[RECORDS FOR THIS EXERCISE — start]

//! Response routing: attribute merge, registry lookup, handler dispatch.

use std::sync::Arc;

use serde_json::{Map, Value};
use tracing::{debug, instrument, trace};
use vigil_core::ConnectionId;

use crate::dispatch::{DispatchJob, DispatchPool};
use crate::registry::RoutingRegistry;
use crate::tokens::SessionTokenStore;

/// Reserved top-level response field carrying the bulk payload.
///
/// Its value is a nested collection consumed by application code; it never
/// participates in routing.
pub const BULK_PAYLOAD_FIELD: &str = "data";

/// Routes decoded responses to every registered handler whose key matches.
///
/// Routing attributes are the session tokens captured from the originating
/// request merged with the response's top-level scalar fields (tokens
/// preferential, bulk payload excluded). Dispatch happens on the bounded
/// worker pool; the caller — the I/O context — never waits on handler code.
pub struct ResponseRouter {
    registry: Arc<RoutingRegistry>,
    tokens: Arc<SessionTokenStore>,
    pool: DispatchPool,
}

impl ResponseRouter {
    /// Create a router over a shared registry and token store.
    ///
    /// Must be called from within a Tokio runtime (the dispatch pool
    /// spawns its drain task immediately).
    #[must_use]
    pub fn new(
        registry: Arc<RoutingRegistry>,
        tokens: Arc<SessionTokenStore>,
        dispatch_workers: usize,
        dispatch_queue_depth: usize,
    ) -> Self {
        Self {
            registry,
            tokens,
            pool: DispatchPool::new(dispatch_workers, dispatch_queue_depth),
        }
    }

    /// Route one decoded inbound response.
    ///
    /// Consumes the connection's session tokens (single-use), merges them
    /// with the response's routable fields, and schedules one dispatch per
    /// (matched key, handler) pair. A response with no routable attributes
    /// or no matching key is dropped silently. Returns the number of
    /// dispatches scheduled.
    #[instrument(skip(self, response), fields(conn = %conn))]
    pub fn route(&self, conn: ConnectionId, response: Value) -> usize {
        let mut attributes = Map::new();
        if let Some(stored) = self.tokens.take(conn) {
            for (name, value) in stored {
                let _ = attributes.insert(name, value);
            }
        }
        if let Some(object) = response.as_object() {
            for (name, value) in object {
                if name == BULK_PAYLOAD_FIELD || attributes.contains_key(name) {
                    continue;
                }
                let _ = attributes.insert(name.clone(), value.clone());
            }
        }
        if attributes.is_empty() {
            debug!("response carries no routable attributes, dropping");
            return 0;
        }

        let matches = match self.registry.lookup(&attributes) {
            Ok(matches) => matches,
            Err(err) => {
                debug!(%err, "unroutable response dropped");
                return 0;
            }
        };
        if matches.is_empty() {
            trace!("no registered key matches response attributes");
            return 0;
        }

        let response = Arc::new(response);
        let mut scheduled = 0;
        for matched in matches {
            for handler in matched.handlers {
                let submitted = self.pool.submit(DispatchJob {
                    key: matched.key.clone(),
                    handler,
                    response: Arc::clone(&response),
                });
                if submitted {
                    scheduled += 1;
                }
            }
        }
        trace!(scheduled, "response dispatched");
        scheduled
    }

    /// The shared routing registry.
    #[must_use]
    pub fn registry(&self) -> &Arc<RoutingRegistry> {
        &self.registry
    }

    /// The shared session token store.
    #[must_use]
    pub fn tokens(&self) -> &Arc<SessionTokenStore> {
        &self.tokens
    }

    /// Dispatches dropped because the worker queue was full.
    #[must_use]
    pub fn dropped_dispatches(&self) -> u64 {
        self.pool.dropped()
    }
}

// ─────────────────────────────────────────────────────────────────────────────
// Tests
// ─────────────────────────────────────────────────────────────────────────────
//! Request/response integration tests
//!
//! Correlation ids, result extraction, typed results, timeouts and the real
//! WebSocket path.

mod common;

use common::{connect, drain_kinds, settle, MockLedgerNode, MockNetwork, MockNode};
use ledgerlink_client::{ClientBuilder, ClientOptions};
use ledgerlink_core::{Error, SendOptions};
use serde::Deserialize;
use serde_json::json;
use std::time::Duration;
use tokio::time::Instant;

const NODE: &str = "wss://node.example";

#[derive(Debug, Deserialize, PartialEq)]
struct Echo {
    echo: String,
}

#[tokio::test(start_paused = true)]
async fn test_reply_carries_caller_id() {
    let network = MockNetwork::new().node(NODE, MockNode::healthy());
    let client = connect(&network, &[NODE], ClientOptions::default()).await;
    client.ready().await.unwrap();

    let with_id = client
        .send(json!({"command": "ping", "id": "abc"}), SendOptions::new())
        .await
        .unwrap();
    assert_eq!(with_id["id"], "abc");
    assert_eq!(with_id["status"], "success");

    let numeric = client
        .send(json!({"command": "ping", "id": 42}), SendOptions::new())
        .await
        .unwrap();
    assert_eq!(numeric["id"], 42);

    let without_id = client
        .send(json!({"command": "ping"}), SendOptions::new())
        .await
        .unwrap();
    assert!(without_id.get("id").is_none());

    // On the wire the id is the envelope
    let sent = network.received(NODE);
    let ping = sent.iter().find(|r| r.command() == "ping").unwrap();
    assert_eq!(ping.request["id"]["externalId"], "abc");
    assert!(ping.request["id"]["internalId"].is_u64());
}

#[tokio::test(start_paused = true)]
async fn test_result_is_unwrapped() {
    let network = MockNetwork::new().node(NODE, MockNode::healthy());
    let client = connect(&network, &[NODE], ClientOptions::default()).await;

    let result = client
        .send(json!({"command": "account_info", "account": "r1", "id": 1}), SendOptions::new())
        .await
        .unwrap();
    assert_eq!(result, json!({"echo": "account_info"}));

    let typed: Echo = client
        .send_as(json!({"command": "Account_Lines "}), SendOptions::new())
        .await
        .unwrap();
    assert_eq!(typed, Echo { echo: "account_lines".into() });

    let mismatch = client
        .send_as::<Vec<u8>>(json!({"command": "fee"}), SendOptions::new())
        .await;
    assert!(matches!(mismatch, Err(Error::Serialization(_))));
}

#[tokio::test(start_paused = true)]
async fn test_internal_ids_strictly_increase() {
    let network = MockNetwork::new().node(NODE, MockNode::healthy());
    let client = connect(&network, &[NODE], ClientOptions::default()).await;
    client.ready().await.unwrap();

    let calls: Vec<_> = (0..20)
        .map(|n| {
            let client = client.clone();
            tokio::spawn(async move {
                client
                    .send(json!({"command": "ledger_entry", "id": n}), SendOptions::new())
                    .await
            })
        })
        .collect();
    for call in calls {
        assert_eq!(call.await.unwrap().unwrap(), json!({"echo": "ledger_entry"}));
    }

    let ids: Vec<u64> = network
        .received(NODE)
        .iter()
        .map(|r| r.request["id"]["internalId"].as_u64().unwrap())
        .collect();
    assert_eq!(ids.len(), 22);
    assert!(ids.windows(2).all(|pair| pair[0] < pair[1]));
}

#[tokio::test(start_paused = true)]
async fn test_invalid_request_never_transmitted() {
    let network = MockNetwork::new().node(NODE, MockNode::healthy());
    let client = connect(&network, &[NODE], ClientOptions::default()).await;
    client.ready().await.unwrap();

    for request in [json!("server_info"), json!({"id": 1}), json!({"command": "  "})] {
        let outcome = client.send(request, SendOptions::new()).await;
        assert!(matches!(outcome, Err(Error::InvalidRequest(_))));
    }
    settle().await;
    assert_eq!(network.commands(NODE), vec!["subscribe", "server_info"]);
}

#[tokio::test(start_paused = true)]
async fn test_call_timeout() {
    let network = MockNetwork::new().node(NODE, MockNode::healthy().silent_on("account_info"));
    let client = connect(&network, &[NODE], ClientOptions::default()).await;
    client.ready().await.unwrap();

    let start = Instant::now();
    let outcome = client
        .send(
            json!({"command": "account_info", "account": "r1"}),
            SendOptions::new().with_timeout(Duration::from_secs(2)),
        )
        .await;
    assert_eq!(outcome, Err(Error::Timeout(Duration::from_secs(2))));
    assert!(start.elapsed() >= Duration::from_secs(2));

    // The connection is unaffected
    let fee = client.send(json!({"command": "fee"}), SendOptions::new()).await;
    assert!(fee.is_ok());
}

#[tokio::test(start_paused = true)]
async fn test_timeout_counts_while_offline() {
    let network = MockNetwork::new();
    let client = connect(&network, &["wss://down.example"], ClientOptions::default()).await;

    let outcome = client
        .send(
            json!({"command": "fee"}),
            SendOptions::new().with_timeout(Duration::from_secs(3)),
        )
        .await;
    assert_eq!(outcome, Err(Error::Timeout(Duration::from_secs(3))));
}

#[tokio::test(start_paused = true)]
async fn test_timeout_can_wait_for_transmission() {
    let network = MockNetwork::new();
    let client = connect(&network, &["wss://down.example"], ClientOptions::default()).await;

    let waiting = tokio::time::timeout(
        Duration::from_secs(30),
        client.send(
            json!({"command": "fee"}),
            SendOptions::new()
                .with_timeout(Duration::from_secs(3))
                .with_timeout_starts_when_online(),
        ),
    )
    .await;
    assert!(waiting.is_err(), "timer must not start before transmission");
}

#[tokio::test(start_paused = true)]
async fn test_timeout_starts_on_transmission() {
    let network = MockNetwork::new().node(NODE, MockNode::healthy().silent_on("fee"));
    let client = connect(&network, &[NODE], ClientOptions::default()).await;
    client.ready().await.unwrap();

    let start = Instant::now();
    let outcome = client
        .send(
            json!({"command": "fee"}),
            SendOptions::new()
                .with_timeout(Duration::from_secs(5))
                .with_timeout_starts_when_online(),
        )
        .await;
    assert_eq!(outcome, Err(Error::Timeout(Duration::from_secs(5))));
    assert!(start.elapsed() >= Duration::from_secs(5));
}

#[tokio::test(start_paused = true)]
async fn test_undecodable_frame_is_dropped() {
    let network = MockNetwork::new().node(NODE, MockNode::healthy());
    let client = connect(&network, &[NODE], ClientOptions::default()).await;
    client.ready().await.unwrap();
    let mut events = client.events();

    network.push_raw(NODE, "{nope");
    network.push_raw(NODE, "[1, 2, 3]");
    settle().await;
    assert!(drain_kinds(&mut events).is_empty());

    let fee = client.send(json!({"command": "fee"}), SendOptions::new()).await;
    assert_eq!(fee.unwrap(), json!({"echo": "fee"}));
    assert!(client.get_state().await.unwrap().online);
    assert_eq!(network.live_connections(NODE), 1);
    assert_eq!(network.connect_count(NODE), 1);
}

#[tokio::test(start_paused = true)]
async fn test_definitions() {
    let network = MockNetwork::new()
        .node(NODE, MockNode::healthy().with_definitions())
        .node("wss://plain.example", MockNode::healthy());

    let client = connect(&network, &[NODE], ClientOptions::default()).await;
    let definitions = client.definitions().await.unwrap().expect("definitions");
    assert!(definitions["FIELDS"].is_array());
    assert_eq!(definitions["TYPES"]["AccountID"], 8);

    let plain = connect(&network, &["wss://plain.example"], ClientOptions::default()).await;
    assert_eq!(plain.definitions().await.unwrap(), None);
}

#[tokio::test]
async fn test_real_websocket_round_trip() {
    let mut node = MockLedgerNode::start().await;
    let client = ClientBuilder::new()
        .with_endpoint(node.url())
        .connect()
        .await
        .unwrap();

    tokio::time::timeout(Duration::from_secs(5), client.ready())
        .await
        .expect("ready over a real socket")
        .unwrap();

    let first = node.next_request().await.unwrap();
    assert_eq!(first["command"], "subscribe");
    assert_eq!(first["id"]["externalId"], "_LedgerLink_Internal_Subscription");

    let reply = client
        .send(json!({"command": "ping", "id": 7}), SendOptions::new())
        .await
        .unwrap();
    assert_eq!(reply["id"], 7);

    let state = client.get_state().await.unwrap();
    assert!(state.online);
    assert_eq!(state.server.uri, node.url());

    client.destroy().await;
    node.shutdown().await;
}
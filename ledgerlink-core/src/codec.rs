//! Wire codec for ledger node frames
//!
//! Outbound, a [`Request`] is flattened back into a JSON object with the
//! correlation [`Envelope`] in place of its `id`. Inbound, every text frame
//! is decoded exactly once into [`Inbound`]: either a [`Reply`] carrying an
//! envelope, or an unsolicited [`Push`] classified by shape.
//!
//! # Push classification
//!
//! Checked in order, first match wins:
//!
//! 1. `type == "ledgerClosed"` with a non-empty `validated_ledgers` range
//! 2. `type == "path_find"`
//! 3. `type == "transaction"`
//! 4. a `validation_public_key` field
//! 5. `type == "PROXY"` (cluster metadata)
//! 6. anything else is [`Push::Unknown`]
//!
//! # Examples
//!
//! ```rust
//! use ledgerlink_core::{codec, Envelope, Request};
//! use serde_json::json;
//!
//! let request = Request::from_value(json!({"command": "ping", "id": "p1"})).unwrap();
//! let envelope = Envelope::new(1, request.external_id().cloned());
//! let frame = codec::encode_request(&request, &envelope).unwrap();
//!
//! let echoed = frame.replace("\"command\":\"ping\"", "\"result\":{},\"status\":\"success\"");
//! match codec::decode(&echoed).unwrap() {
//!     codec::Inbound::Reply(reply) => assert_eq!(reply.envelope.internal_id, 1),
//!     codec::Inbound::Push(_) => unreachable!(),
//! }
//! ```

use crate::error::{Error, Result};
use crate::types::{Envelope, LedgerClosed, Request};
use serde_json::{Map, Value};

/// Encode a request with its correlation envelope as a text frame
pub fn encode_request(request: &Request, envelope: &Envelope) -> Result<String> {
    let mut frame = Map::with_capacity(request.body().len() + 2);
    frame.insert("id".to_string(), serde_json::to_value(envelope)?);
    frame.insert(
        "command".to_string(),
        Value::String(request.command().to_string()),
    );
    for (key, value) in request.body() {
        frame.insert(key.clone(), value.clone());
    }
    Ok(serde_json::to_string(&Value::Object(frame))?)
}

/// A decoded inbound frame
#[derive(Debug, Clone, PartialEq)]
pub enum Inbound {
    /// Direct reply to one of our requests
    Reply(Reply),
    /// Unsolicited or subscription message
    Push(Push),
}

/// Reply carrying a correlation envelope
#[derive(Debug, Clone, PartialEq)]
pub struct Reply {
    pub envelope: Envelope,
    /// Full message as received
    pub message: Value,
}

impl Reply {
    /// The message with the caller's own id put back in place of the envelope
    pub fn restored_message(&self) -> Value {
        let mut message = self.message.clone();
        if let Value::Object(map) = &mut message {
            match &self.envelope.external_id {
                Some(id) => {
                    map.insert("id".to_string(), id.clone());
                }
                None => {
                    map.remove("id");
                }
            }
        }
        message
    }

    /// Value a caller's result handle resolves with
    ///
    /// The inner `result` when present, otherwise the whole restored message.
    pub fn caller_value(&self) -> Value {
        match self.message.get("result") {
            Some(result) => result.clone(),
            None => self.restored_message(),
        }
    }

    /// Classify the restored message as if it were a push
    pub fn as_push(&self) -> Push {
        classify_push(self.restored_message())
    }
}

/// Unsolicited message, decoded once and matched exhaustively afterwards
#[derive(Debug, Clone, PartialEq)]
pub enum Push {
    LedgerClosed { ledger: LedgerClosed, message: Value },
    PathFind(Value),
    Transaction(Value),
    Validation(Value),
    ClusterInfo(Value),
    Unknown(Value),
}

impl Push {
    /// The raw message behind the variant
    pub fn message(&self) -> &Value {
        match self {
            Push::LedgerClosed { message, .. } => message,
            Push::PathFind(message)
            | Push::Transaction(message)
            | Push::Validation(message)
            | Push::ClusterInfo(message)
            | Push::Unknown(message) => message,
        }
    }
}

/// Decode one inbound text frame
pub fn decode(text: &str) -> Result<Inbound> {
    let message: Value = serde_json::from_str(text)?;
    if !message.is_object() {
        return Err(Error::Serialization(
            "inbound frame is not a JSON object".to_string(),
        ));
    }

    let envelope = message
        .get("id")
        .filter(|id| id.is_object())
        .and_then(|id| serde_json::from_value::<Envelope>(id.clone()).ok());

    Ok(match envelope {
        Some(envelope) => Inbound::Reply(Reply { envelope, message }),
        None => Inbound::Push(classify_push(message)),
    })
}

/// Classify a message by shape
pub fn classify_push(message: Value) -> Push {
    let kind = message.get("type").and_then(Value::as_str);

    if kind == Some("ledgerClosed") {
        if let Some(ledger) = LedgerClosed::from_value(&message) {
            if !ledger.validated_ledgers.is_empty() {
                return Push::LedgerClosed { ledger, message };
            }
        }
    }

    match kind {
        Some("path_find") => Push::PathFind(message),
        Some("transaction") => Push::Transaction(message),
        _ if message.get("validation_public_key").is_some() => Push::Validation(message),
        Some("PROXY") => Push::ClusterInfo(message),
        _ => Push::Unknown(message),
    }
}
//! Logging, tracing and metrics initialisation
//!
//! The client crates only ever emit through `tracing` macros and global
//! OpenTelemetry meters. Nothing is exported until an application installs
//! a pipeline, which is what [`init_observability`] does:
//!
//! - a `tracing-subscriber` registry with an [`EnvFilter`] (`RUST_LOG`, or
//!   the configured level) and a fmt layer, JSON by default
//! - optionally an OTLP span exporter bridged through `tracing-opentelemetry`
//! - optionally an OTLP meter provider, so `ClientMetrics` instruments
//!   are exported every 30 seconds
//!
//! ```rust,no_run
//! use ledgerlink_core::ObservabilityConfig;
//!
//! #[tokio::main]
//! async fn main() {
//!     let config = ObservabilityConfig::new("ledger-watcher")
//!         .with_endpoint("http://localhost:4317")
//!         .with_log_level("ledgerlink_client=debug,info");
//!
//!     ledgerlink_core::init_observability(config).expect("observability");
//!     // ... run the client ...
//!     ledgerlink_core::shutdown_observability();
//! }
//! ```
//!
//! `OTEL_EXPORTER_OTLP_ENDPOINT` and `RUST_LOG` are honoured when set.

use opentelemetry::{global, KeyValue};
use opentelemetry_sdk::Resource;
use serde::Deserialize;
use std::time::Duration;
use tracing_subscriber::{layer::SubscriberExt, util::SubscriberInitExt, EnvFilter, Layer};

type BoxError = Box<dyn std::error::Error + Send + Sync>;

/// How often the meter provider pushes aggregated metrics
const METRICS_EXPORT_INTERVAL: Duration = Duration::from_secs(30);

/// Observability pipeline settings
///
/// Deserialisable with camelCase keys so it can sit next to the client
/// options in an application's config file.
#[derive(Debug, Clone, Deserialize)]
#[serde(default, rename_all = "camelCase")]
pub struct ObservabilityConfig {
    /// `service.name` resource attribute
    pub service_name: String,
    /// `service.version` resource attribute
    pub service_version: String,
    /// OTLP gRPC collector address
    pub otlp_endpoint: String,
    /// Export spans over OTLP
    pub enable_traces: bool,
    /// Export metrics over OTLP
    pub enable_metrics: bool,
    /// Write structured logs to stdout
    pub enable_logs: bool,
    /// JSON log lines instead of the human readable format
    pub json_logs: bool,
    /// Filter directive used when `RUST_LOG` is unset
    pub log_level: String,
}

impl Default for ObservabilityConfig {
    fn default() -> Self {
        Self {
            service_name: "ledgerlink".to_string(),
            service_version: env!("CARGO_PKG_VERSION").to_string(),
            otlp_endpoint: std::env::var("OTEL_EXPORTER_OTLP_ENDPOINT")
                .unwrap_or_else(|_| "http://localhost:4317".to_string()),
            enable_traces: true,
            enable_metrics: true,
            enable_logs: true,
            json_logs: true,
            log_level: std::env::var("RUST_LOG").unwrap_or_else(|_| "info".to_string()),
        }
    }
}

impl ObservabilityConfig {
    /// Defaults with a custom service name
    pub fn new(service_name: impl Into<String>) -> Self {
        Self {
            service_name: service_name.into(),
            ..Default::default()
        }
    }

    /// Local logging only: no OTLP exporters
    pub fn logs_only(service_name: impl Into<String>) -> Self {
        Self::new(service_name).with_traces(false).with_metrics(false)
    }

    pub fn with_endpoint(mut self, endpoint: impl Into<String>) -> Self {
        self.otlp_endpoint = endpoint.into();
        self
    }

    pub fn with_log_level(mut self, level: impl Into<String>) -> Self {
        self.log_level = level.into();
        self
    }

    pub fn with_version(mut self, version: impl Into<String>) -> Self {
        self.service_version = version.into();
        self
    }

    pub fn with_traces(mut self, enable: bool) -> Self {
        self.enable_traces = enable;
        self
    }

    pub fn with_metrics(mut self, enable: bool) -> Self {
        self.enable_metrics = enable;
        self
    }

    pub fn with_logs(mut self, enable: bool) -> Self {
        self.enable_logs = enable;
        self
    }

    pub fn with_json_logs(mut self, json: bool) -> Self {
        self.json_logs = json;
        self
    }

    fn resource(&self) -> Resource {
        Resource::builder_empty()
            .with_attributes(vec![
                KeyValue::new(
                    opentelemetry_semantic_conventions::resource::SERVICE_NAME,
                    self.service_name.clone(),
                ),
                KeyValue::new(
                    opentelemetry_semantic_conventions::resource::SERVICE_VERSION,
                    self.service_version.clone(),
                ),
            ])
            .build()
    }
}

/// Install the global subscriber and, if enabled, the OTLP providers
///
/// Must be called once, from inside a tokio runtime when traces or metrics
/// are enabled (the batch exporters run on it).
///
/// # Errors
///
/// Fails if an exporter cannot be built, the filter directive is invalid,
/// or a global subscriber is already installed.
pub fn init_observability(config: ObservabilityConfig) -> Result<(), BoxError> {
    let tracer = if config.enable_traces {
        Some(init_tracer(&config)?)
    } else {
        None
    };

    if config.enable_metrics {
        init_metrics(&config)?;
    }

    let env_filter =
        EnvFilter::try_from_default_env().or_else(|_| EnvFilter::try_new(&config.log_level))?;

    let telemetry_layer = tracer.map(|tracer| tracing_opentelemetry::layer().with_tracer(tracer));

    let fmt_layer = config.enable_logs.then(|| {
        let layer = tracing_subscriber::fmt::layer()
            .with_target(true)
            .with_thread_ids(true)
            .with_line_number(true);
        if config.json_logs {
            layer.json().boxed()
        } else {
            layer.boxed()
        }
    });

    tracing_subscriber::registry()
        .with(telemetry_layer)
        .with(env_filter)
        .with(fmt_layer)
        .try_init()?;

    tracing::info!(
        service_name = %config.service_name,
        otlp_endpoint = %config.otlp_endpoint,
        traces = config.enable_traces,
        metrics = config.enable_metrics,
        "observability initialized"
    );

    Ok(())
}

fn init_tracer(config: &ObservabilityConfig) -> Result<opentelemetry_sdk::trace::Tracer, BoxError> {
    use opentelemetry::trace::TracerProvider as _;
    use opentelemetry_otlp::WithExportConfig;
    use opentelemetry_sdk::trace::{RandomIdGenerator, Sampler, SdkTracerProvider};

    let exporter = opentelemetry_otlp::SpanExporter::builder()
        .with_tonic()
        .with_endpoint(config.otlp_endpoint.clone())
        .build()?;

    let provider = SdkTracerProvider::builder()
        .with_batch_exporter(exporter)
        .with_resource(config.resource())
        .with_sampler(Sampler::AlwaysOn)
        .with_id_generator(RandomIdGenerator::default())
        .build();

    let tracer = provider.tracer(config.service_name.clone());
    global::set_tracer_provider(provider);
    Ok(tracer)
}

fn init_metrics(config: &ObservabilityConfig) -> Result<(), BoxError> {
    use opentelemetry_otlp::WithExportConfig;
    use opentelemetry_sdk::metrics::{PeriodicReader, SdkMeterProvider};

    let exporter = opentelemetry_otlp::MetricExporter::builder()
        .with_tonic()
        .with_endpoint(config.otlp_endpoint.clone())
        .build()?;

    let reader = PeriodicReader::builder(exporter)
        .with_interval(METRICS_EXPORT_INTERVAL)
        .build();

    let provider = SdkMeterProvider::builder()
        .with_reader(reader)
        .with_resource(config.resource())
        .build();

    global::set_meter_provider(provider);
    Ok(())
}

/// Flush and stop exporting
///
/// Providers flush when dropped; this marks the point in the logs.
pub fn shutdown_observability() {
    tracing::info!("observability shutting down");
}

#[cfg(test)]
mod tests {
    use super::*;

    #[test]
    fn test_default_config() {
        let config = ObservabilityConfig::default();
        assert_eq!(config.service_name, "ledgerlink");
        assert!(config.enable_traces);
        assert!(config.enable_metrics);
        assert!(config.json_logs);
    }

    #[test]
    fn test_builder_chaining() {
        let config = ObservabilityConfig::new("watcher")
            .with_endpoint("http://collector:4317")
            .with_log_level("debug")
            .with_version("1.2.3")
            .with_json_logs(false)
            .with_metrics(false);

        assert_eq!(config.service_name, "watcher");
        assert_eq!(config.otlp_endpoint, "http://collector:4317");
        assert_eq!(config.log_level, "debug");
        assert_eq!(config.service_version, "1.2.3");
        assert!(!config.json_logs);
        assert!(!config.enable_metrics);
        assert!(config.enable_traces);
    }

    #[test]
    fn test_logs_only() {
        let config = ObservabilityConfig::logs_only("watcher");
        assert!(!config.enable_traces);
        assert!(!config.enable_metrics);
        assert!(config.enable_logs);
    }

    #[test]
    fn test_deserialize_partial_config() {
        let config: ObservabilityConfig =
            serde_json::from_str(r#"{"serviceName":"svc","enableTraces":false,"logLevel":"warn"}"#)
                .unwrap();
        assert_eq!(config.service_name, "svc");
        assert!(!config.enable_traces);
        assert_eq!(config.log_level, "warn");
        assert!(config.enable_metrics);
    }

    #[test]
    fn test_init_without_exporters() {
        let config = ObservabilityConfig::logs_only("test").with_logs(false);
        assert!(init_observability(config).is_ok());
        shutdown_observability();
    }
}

[RECORDS FOR THIS EXERCISE — finish]

| WHAT YOU HAVE TO DO |
How many lines in these entries hold the string "global"? Answer with the number alone.

| ANSWER BOX |
6